GitHub Repository: ibm/watson-machine-learning-samples
Path: blob/master/cloud/notebooks/rest_api/deployments/foundation_models/Use watsonx, and Google `flan-ul2` to summarize Cybersecurity documents.ipynb
⁶⁴⁰⁵ views

Kernel: Python 3 (ipykernel)

Use watsonx, and Google `flan-ul2` to summarize Cybersecurity documents

Disclaimers

Use only Projects and Spaces that are available in watsonx context.

Notebook content

This notebook contains the steps and code to demonstrate support of text summarization in watsonx. It introduces commands for data retrieval and model testing.

Some familiarity with Python is helpful. This notebook uses Python 3.11.

Learning goal

The goal of this notebook is to demonstrate how to use ul2 model to summarize cybersecurity: SPEC5G Cellular Network Protocol.

Use case & dataset

5G is the 5th generation cellular network protocol. It is the state-of-the-art global wireless standard that enables an advanced kind of network designed to connect virtually everyone and everything with increased speed and reduced latency. Therefore, its development, analysis, and security are critical. However, all approaches to the 5G protocol development and security analysis, e.g., property extraction, protocol summarization, and semantic analysis of the protocol specifications and implementations are completely manual. To reduce such manual effort,foundation model are used to summarize the paragraphs automitically. The dataset that is used in this notebook has two columns which are paragraph and simplification(summary).

This notebook contains the following parts:

Set up the environment

Before you use the sample code in this notebook, you must perform the following setup tasks:

Create a watsonx.ai Runtime Service instance (a free plan is offered and information about how to create the instance can be found here).

Install and import the `datasets` and dependecies

In [ ]:

!pip install datasets | tail -n 1
!pip install requests | tail -n 1
!pip install wget | tail -n 1
!pip install ibm-cloud-sdk-core | tail -n 1
!pip install "scikit-learn==1.3.2" | tail -n 1
!pip install rouge | tail -n 1

In [1]:

import os, getpass, wget
import requests
from ibm_cloud_sdk_core import IAMTokenManager
from pandas import read_csv, DataFrame
from rouge import Rouge
from sklearn.model_selection import train_test_split

Inferencing class

This cell defines a class that makes a REST API call to the watsonx Foundation Model inferencing API that we will use to generate output from the provided input. The class takes the access token created in the previous step, and uses it to make a REST API call with input, model id and model parameters.

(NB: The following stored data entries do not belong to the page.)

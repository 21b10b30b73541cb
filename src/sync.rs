//! Result synchronization into an external key-value row store.
//!
//! The store is a remote sheet of `(key, value)` rows behind a small
//! HTTP gateway. Upserts are deliberately single-read/batch-write: one
//! bulk read of every row, an in-memory index by key, then an in-place
//! cell update for existing keys or an appended row for new ones. This
//! keeps round-trips to the remote store at a minimum and keeps keys
//! unique at all times.
//!
//! Sync failure is never fatal to a scan: the caller logs the error and
//! the already-computed summary stays valid.

use anyhow::{Context, Result};
use async_trait::async_trait;
use chrono::{DateTime, Utc};
use reqwest::Client;
use secrecy::{ExposeSecret, SecretString};
use std::collections::HashMap;
use std::time::Duration;
use tracing::{debug, info};

use crate::types::{ScanError, ScanOutcome, SyncRecord};

/// Column (1-indexed) holding the key in each row.
const KEY_COL: usize = 1;
/// Column (1-indexed) holding the value.
const VALUE_COL: usize = 2;

// ---------------------------------------------------------------------------
// Store abstraction
// ---------------------------------------------------------------------------

/// Minimal surface of the remote row store.
/// Rows and columns are 1-indexed, matching the gateway's addressing.
#[cfg_attr(test, mockall::automock)]
#[async_trait]
pub trait KeyValueSheet: Send + Sync {
    /// Read every row in one call.
    async fn get_all_rows(&self) -> Result<Vec<Vec<String>>>;

    /// Overwrite a single cell in place.
    async fn update_cell(&self, row: usize, col: usize, value: &str) -> Result<()>;

    /// Append a new row after the last existing one.
    async fn append_row(&self, values: Vec<String>) -> Result<()>;
}

// ---------------------------------------------------------------------------
// HTTP gateway client
// ---------------------------------------------------------------------------

/// Pre-parsed, structured store credentials. Loading and scrubbing the
/// raw secret material happens outside the core.
#[derive(Clone)]
pub struct StoreCredentials {
    pub base_url: String,
    pub api_key: SecretString,
}

impl StoreCredentials {
    pub fn new(base_url: impl Into<String>, api_key: impl Into<String>) -> Self {
        Self {
            base_url: base_url.into(),
            api_key: SecretString::new(api_key.into()),
        }
    }
}

/// Client for the sheet gateway's REST surface.
pub struct SheetApiClient {
    http: Client,
    base_url: String,
    api_key: SecretString,
}

impl SheetApiClient {
    pub fn new(creds: StoreCredentials) -> Result<Self> {
        let http = Client::builder()
            .timeout(Duration::from_secs(30))
            .user_agent("stockscan/0.1.0")
            .build()
            .context("Failed to build HTTP client for sheet store")?;

        Ok(Self {
            http,
            base_url: creds.base_url.trim_end_matches('/').to_string(),
            api_key: creds.api_key,
        })
    }

    fn authed(&self, req: reqwest::RequestBuilder) -> reqwest::RequestBuilder {
        req.header("apikey", self.api_key.expose_secret())
            .header(
                "Authorization",
                format!("Bearer {}", self.api_key.expose_secret()),
            )
            .header("Content-Type", "application/json")
    }
}

#[async_trait]
impl KeyValueSheet for SheetApiClient {
    async fn get_all_rows(&self) -> Result<Vec<Vec<String>>> {
        let url = format!("{}/rows", self.base_url);
        let resp = self
            .authed(self.http.get(&url))
            .send()
            .await
            .context("Sheet read request failed")?
            .error_for_status()
            .context("Sheet read rejected")?;

        let rows: Vec<Vec<String>> = resp.json().await.context("Malformed sheet payload")?;
        debug!(rows = rows.len(), "Sheet rows fetched");
        Ok(rows)
    }

    async fn update_cell(&self, row: usize, col: usize, value: &str) -> Result<()> {
        let url = format!("{}/rows/{row}/{col}", self.base_url);
        self.authed(self.http.patch(&url))
            .json(&serde_json::json!({ "value": value }))
            .send()
            .await
            .context("Cell update request failed")?
            .error_for_status()
            .context("Cell update rejected")?;
        Ok(())
    }

    async fn append_row(&self, values: Vec<String>) -> Result<()> {
        let url = format!("{}/rows", self.base_url);
        self.authed(self.http.post(&url))
            .json(&serde_json::json!({ "values": values }))
            .send()
            .await
            .context("Row append request failed")?
            .error_for_status()
            .context("Row append rejected")?;
        Ok(())
    }
}

// ---------------------------------------------------------------------------
// Synchronizer
// ---------------------------------------------------------------------------

/// Upserts scan metadata into the store, deduplicating by key.
pub struct ResultSynchronizer {
    sheet: Box<dyn KeyValueSheet>,
}

impl ResultSynchronizer {
    pub fn new(sheet: Box<dyn KeyValueSheet>) -> Self {
        Self { sheet }
    }

    /// Upsert every record: one bulk read, then in-place updates for
    /// keys that already exist and appends for those that don't.
    ///
    /// Keys appended during this call join the index immediately, so a
    /// key repeated within one batch still ends up as a single row
    /// holding the last value.
    pub async fn upsert(&self, records: &[SyncRecord]) -> Result<(), ScanError> {
        if records.is_empty() {
            return Ok(());
        }

        let rows = self
            .sheet
            .get_all_rows()
            .await
            .map_err(|e| ScanError::Sync(format!("bulk read failed: {e}")))?;

        // Key → 1-indexed row number; first occurrence wins.
        let mut index: HashMap<String, usize> = HashMap::new();
        for (i, row) in rows.iter().enumerate() {
            if let Some(key) = row.get(KEY_COL - 1) {
                index.entry(key.clone()).or_insert(i + 1);
            }
        }
        let mut row_count = rows.len();

        for record in records {
            match index.get(&record.key) {
                Some(&row) => {
                    self.sheet
                        .update_cell(row, VALUE_COL, &record.value)
                        .await
                        .map_err(|e| {
                            ScanError::Sync(format!("update of key {} failed: {e}", record.key))
                        })?;
                }
                None => {
                    self.sheet
                        .append_row(vec![record.key.clone(), record.value.clone()])
                        .await
                        .map_err(|e| {
                            ScanError::Sync(format!("append of key {} failed: {e}", record.key))
                        })?;
                    row_count += 1;
                    index.insert(record.key.clone(), row_count);
                }
            }
        }

        info!(records = records.len(), "Scan metadata synced to store");
        Ok(())
    }
}

/// Build the per-run metadata records from a scan outcome.
pub fn summary_records(outcome: &ScanOutcome, completed_at: DateTime<Utc>) -> Vec<SyncRecord> {
    vec![
        SyncRecord::new("last_scan", completed_at.format("%H:%M:%S").to_string()),
        SyncRecord::new("found", outcome.results().len().to_string()),
        SyncRecord::new("scanned", outcome.scanned().to_string()),
    ]
}

// ---------------------------------------------------------------------------
// Tests
// ---------------------------------------------------------------------------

The response from the API call is returned as the cell output.

Action: Provide watsonx.ai Runtime url to work with watsonx.ai.

In [2]:

endpoint_url = input("Please enter your watsonx.ai Runtime endpoint url (hit enter): ")

Define a Prompt class for prompts generation.

In [3]:

class Prompt:
    def __init__(self, access_token, project_id):
        self.access_token = access_token
        self.project_id = project_id

    def generate(self, input, model_id, parameters):
        wml_url = f"{endpoint_url}/ml/v1/text/generation?version=2024-03-19"
        Headers = {
            "Authorization": "Bearer " + self.access_token,
            "Content-Type": "application/json",
            "Accept": "application/json"
        }
        data = {
            "model_id": model_id,
            "input": input,
            "parameters": parameters,
            "project_id": self.project_id
        }
        response = requests.post(wml_url, json=data, headers=Headers)
        if response.status_code == 200:
            return response.json()["results"][0]
        else:
            return response.text

watsonx API connection

This cell defines the credentials required to work with watsonx API for Foundation Model inferencing.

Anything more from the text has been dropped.